- Opening Delimiter -
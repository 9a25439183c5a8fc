//! A single-process relational engine: typed tables, condition-string
//! selection, inner joins, grouping with aggregates, an extendible hash
//! index and an external merge sort.

pub mod aggregate;
pub mod ast;
pub mod config;
pub mod engine;
pub mod error;
pub mod external_sort;
pub mod hash_index;
pub mod join;
pub mod parser;
pub mod predicate;
pub mod storage;

pub use config::EngineConfig;
pub use engine::{Engine, OrderedIndex, SelectQuery};
pub use error::{EngineError, EngineResult};
pub use external_sort::ExternalMergeSort;
pub use hash_index::ExtendibleHashIndex;
pub use join::JoinStrategy;
pub use storage::{Column, DataType, Table, TableSnapshot, Value};
impl Parser {
    fn new(tokens: Vec<Token>) -> Self {
        Self { tokens, pos: 0 }
    }

    fn current(&self) -> &TokenKind {
        &self.tokens[self.pos].kind
    }

    fn peek_next(&self) -> &TokenKind {
        let idx = (self.pos + 1).min(self.tokens.len() - 1);
        &self.tokens[idx].kind
    }

    fn advance(&mut self) {
        if self.pos < self.tokens.len() - 1 {
            self.pos += 1;
        }
    }

    fn at_keyword(&self, keyword: &str) -> bool {
        matches!(self.current(), TokenKind::Word(w) if w.eq_ignore_ascii_case(keyword))
    }

    fn expect_keyword(&mut self, keyword: &str) -> Result<(), ParserError> {
        if self.at_keyword(keyword) {
            self.advance();
            Ok(())
        } else {
            Err(ParserError::new(format!("expected keyword {}", keyword)))
        }
    }

    fn eat_symbol(&mut self, symbol: char) -> bool {
        match self.current() {
            TokenKind::Symbol(c) if *c == symbol => {
                self.advance();
                true
            }
            _ => false,
        }
    }

    fn expect_symbol(&mut self, symbol: char) -> Result<(), ParserError> {
        if self.eat_symbol(symbol) {
            Ok(())
        } else {
            Err(ParserError::new(format!("expected symbol {}", symbol)))
        }
    }

    fn expect_eof(&self) -> Result<(), ParserError> {
        match self.current() {
            TokenKind::Eof => Ok(()),
            other => Err(ParserError::new(format!(
                "unexpected trailing input: {}",
                describe(other)
            ))),
        }
    }

    fn parse_condition(&mut self) -> Result<Condition, ParserError> {
        let left = self.parse_term()?;

        if let TokenKind::Operator(symbol) = self.current() {
            let op = ComparisonOp::from_symbol(symbol)
                .ok_or_else(|| ParserError::new(format!("unsupported operator {}", symbol)))?;
            self.advance();
            let right = self.parse_term()?;
            return Ok(Condition::Compare { left, op, right });
        }

        let column = match &left {
            Term::Word(word) => word.clone(),
            Term::Quoted(text) => {
                return Err(ParserError::new(format!(
                    "expected a column name, found string '{}'",
                    text
                )))
            }
        };

        if self.at_keyword("IN") {
            self.advance();
            self.expect_symbol('(')?;
            let mut values = Vec::new();
            if !self.eat_symbol(')') {
                loop {
                    values.push(self.parse_term()?);
                    if self.eat_symbol(',') {
                        continue;
                    }
                    self.expect_symbol(')')?;
                    break;
                }
            }
            return Ok(Condition::In { column, values });
        }

        if self.at_keyword("BETWEEN") {
            self.advance();
            let low = self.parse_term()?;
            self.expect_keyword("AND")?;
            let high = self.parse_term()?;
            return Ok(Condition::Between { column, low, high });
        }

        if self.at_keyword("LIKE") {
            self.advance();
            let pattern = self.parse_pattern()?;
            return Ok(Condition::Like { column, pattern });
        }

        match self.current() {
            TokenKind::Eof => Err(ParserError::new(format!(
                "incomplete condition after '{}'",
                column
            ))),
            other => Err(ParserError::new(format!(
                "expected operator, IN, BETWEEN or LIKE, found {}",
                describe(other)
            ))),
        }
    }

    // An unquoted pattern may span several words; they are rejoined with single spaces.
    fn parse_pattern(&mut self) -> Result<String, ParserError> {
        if let TokenKind::Quoted(text) = self.current() {
            let text = text.clone();
            self.advance();
            return Ok(text);
        }
        let mut parts = Vec::new();
        while let TokenKind::Word(word) = self.current() {
            parts.push(word.clone());
            self.advance();
        }
        if parts.is_empty() {
            return Err(ParserError::new("LIKE requires a pattern"));
        }
        Ok(parts.join(" "))
    }

    fn parse_term(&mut self) -> Result<Term, ParserError> {
        match self.current().clone() {
            TokenKind::Word(word) => {
                self.advance();
                if matches!(self.current(), TokenKind::Symbol('(')) {
                    if let Some(func) = AggregateFunc::from_name(&word) {
                        let arg = self.parse_aggregate_arg()?;
                        return Ok(Term::Word(aggregate_name(func, &arg)));
                    }
                }
                Ok(Term::Word(word))
            }
            TokenKind::Quoted(text) => {
                self.advance();
                Ok(Term::Quoted(text))
            }
            other => Err(ParserError::new(format!(
                "expected a column or value, found {}",
                describe(&other)
            ))),
        }
    }

    fn parse_aggregate_arg(&mut self) -> Result<AggregateArg, ParserError> {
        self.expect_symbol('(')?;
        let arg = match self.current().clone() {
            TokenKind::Word(word) if word == "*" => AggregateArg::Star,
            TokenKind::Word(word) => AggregateArg::Column(word),
            other => {
                return Err(ParserError::new(format!(
                    "expected a column inside aggregate, found {}",
                    describe(&other)
                )))
            }
        };
        self.advance();
        self.expect_symbol(')')?;
        Ok(arg)
    }

    fn parse_select_item(&mut self) -> Result<SelectItem, ParserError> {
        let word = match self.current().clone() {
            TokenKind::Word(word) => word,
            other => {
                return Err(ParserError::new(format!(
                    "expected a column, found {}",
                    describe(&other)
                )))
            }
        };
        if word == "*" {
            self.advance();
            return Ok(SelectItem::Wildcard);
        }
        if matches!(self.peek_next(), TokenKind::Symbol('(')) {
            let func = AggregateFunc::from_name(&word)
                .ok_or_else(|| ParserError::new(format!("unknown aggregate function {}", word)))?;
            self.advance();
            let arg = self.parse_aggregate_arg()?;
            return Ok(SelectItem::Aggregate { func, arg });
        }
        self.advance();
        Ok(SelectItem::Column(word))
    }
}

fn describe(kind: &TokenKind) -> String {
    match kind {
        TokenKind::Word(word) => format!("'{}'", word),
        TokenKind::Quoted(text) => format!("string '{}'", text),
        TokenKind::Operator(op) => format!("operator {}", op),
        TokenKind::Symbol(c) => format!("symbol {}", c),
        TokenKind::Eof => "end of input".to_string(),
    }
}

/// Parses a single condition string.
pub fn parse_condition(input: &str) -> Result<Condition, ParserError> {
    let mut parser = Parser::new(tokenize(input)?);
    if matches!(parser.current(), TokenKind::Eof) {
        return Err(ParserError::new("empty condition"));
    }
    let condition = parser.parse_condition()?;
    parser.expect_eof()?;
    Ok(condition)
}

/// Parses a comma separated projection list such as `name, sum(salary)`.
pub fn parse_projection(input: &str) -> Result<Vec<SelectItem>, ParserError> {
    let mut parser = Parser::new(tokenize(input)?);
    let mut items = Vec::new();
    loop {
        items.push(parser.parse_select_item()?);
        if parser.eat_symbol(',') {
            continue;
        }
        parser.expect_eof()?;
        break;
    }
    Ok(items)
}

#[cfg(test)]
mod tests {
    use super::*;

    fn word(text: &str) -> Term {
        Term::Word(text.to_string())
    }

    #[test]
    fn parse_comparison_both_orientations() {
        assert_eq!(
            parse_condition("age>30").unwrap(),
            Condition::Compare {
                left: word("age"),
                op: ComparisonOp::Gt,
                right: word("30"),
            }
        );
        assert_eq!(
            parse_condition("30 <= age").unwrap(),
            Condition::Compare {
                left: word("30"),
                op: ComparisonOp::LtEq,
                right: word("age"),
            }
        );
        assert_eq!(
            parse_condition("name == 'O''Brien'").unwrap(),
            Condition::Compare {
                left: word("name"),
                op: ComparisonOp::Eq,
                right: Term::Quoted("O'Brien".to_string()),
            }
        );
    }

    #[test]
    fn parse_in_list_with_mixed_spacing() {
        let condition = parse_condition("id in (5,3, 10 ,4)").unwrap();
        match condition {
            Condition::In { column, values } => {
                assert_eq!(column, "id");
                let texts: Vec<&str> = values.iter().map(|v| v.text()).collect();
                assert_eq!(texts, vec!["5", "3", "10", "4"]);
            }
            other => panic!("expected IN, got {:?}", other),
        }
    }

    #[test]
    fn parse_between_and_like() {
        assert_eq!(
            parse_condition("salary BETWEEN 100 and 200").unwrap(),
            Condition::Between {
                column: "salary".to_string(),
                low: word("100"),
                high: word("200"),
            }
        );
        assert_eq!(
            parse_condition("name LIKE 'A%'").unwrap(),
            Condition::Like {
                column: "name".to_string(),
                pattern: "A%".to_string(),
            }
        );
        assert_eq!(
            parse_condition("name like J_hn%").unwrap(),
            Condition::Like {
                column: "name".to_string(),
                pattern: "J_hn%".to_string(),
            }
        );
    }

    #[test]
    fn parse_aggregate_terms_for_having() {
        assert_eq!(
            parse_condition("sum (salary) > 1000").unwrap(),
            Condition::Compare {
                left: word("sum(salary)"),
                op: ComparisonOp::Gt,
                right: word("1000"),
            }
        );
        assert_eq!(
            parse_condition("count(*)>=2").unwrap(),
            Condition::Compare {
                left: word("count(*)"),
                op: ComparisonOp::GtEq,
                right: word("2"),
            }
        );
    }

    #[test]
    fn rejects_malformed_conditions() {
        assert!(parse_condition("").is_err());
        assert!(parse_condition("age").is_err());
        assert!(parse_condition("age > ").is_err());
        assert!(parse_condition("age != 3").is_err());
        assert!(parse_condition("age BETWEEN 1 OR 2").is_err());
        assert!(parse_condition("name = 'open").is_err());
        assert!(parse_condition("age > 3 extra").is_err());
        assert!(parse_condition("id IN 1, 2").is_err());
    }

    #[test]
    fn parse_projection_items() {
        let items = parse_projection("dept, sum(salary), count(*)").unwrap();
        assert_eq!(
            items,
            vec![
                SelectItem::Column("dept".to_string()),
                SelectItem::Aggregate {
                    func: AggregateFunc::Sum,
                    arg: AggregateArg::Column("salary".to_string()),
                },
                SelectItem::Aggregate {
                    func: AggregateFunc::Count,
                    arg: AggregateArg::Star,
                },
            ]
        );
        assert_eq!(parse_projection("*").unwrap(), vec![SelectItem::Wildcard]);
        assert!(parse_projection("median(x)").is_err());
        assert!(parse_projection("a,").is_err());
    }
}
//! Inner joins over two tables.
//!
//! Nested loop is the reference strategy and accepts every comparison
//! operator. Sort-merge handles equality joins: both sides are ordered on an
//! encoded join key (through the external sort once a side outgrows
//! `sort_memory_rows`) and merged with two cursors.

use crate::ast::ComparisonOp;
use crate::config::EngineConfig;
use crate::error::{EngineError, EngineResult};
use crate::external_sort::ExternalMergeSort;
use crate::predicate::JoinPredicate;
use crate::storage::{Column, DataType, Table, Value};
use serde::{Deserialize, Serialize};
use tracing::debug;

#[derive(Debug, Clone, Copy, PartialEq, Eq, Default, Serialize, Deserialize)]
pub enum JoinStrategy {
    #[default]
    NestedLoop,
    SortMerge,
}

/// Joins `left` and `right` on a two-column condition such as
/// `emp.dept_id = dept.id`.
///
/// The result has every left column followed by every right column, each
/// renamed `table.column`. Tombstoned rows never participate.
pub fn inner_join(
    left: &Table,
    right: &Table,
    condition: &str,
    strategy: JoinStrategy,
    config: &EngineConfig,
) -> EngineResult<Table> {
    let predicate = JoinPredicate::bind(condition, left, right)?;
    debug!(
        left = left.name(),
        right = right.name(),
        ?strategy,
        op = %predicate.op,
        "inner join"
    );
    let pairs = match strategy {
        JoinStrategy::NestedLoop => nested_loop(left, right, &predicate),
        JoinStrategy::SortMerge => {
            if predicate.op != ComparisonOp::Eq {
                return Err(EngineError::condition(format!(
                    "sort-merge join requires an equality condition, got {}",
                    predicate.op
                )));
            }
            sort_merge(left, right, &predicate, config)?
        }
    };

    let mut columns = qualified_columns(left);
    columns.extend(qualified_columns(right));
    let rows = pairs
        .into_iter()
        .filter_map(|(l, r)| {
            let (l, r) = (left.row(l)?, right.row(r)?);
            Some(l.iter().chain(r).cloned().collect())
        })
        .collect();
    Ok(Table::from_parts(String::new(), columns, rows))
}

fn qualified_columns(table: &Table) -> Vec<Column> {
    table
        .columns()
        .iter()
        .map(|c| {
            let name = if table.name().is_empty() {
                c.name.clone()
            } else {
                format!("{}.{}", table.name(), c.name)
            };
            Column::new(name, c.data_type)
        })
        .collect()
}

fn nested_loop(left: &Table, right: &Table, predicate: &JoinPredicate) -> Vec<(usize, usize)> {
    let mut pairs = Vec::new();
    for (l, left_row) in left.live_rows() {
        for (r, right_row) in right.live_rows() {
            if predicate.evaluate(left_row, right_row) {
                pairs.push((l, r));
            }
        }
    }
    pairs
}

#[derive(Debug, Clone, Copy)]
enum KeyEncoding {
    Integer,
    Float,
    Text,
}

impl KeyEncoding {
    fn for_columns(left: DataType, right: DataType) -> Self {
        match (left, right) {
            (DataType::Integer, DataType::Integer) => KeyEncoding::Integer,
            (l, r) if l.is_numeric() && r.is_numeric() => KeyEncoding::Float,
            _ => KeyEncoding::Text,
        }
    }

    /// Text whose byte order matches `Value::compare` for this column pair.
    /// Every encoding carries a letter prefix so the external sort never
    /// treats it as an integer.
    fn encode(self, value: &Value) -> Option<String> {
        if value.is_null() {
            return None;
        }
        match (self, value) {
            (KeyEncoding::Integer, Value::Integer(v)) => {
                Some(format!("i{:016x}", (*v as u64) ^ (1 << 63)))
            }
            (KeyEncoding::Integer | KeyEncoding::Float, _) => {
                let mut f = value.as_f64()?;
                if f == 0.0 {
                    f = 0.0;
                }
                let bits = f.to_bits();
                let ordered = if bits >> 63 == 1 { !bits } else { bits | (1 << 63) };
                Some(format!("f{:016x}", ordered))
            }
            (KeyEncoding::Text, _) => Some(format!("t{}", value)),
        }
    }
}

fn sort_side(
    table: &Table,
    column: usize,
    encoding: KeyEncoding,
    config: &EngineConfig,
) -> EngineResult<Vec<(String, usize)>> {
    let mut keyed: Vec<(String, usize)> = table
        .live_rows()
        .filter_map(|(id, row)| encoding.encode(&row[column]).map(|key| (key, id)))
        .collect();
    if keyed.len() > config.sort_memory_rows {
        debug!(table = table.name(), rows = keyed.len(), "join side spills to external sort");
        keyed = ExternalMergeSort::new(config).sort_pairs(table.name(), keyed)?;
    } else {
        keyed.sort_by(|a, b| a.0.cmp(&b.0));
    }
    Ok(keyed)
}

fn sort_merge(
    left: &Table,
    right: &Table,
    predicate: &JoinPredicate,
    config: &EngineConfig,
) -> EngineResult<Vec<(usize, usize)>> {
    let encoding = KeyEncoding::for_columns(
        left.columns()[predicate.left].data_type,
        right.columns()[predicate.right].data_type,
    );
    let lhs = sort_side(left, predicate.left, encoding, config)?;
    let rhs = sort_side(right, predicate.right, encoding, config)?;

    let mut pairs = Vec::new();
    let (mut i, mut j) = (0, 0);
    while i < lhs.len() && j < rhs.len() {
        match lhs[i].0.cmp(&rhs[j].0) {
            std::cmp::Ordering::Less => i += 1,
            std::cmp::Ordering::Greater => j += 1,
            std::cmp::Ordering::Equal => {
                let key = &lhs[i].0;
                let i_end = i + lhs[i..].iter().take_while(|(k, _)| k == key).count();
                let j_end = j + rhs[j..].iter().take_while(|(k, _)| k == key).count();
                for (_, l) in &lhs[i..i_end] {
                    for (_, r) in &rhs[j..j_end] {
                        pairs.push((*l, *r));
                    }
                }
                i = i_end;
                j = j_end;
            }
        }
    }
    Ok(pairs)
}

#[cfg(test)]
mod tests {
    use super::*;

    fn encoded(encoding: KeyEncoding, values: &[Value]) -> Vec<String> {
        values.iter().filter_map(|v| encoding.encode(v)).collect()
    }

    #[test]
    fn integer_encoding_orders_like_integers() {
        let keys = encoded(
            KeyEncoding::Integer,
            &[
                Value::Integer(i64::MIN),
                Value::Integer(-5),
                Value::Integer(0),
                Value::Integer(7),
                Value::Integer(i64::MAX),
            ],
        );
        let mut sorted = keys.clone();
        sorted.sort();
        assert_eq!(keys, sorted);
    }

    #[test]
    fn float_encoding_matches_mixed_numeric_equality() {
        let keys = encoded(
            KeyEncoding::Float,
            &[
                Value::Float(-2.5),
                Value::Float(-0.0),
                Value::Integer(0),
                Value::Float(1.5),
                Value::Integer(2),
            ],
        );
        assert_eq!(keys[1], keys[2]);
        let mut sorted = keys.clone();
        sorted.sort();
        assert_eq!(keys, sorted);
        assert_eq!(
            KeyEncoding::Float.encode(&Value::Integer(3)),
            KeyEncoding::Float.encode(&Value::Float(3.0))
        );
    }

    #[test]
    fn nulls_have_no_key() {
        assert_eq!(KeyEncoding::Text.encode(&Value::Null), None);
        assert_eq!(KeyEncoding::Integer.encode(&Value::Null), None);
    }
}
- Closing Delimiter -
(YOUR TASK) Every line above that holds the word "EngineError" should be copied out.

(EXPECTED OUTPUT)
pub use error::{EngineError, EngineResult};
use crate::error::{EngineError, EngineResult};
                return Err(EngineError::condition(format!(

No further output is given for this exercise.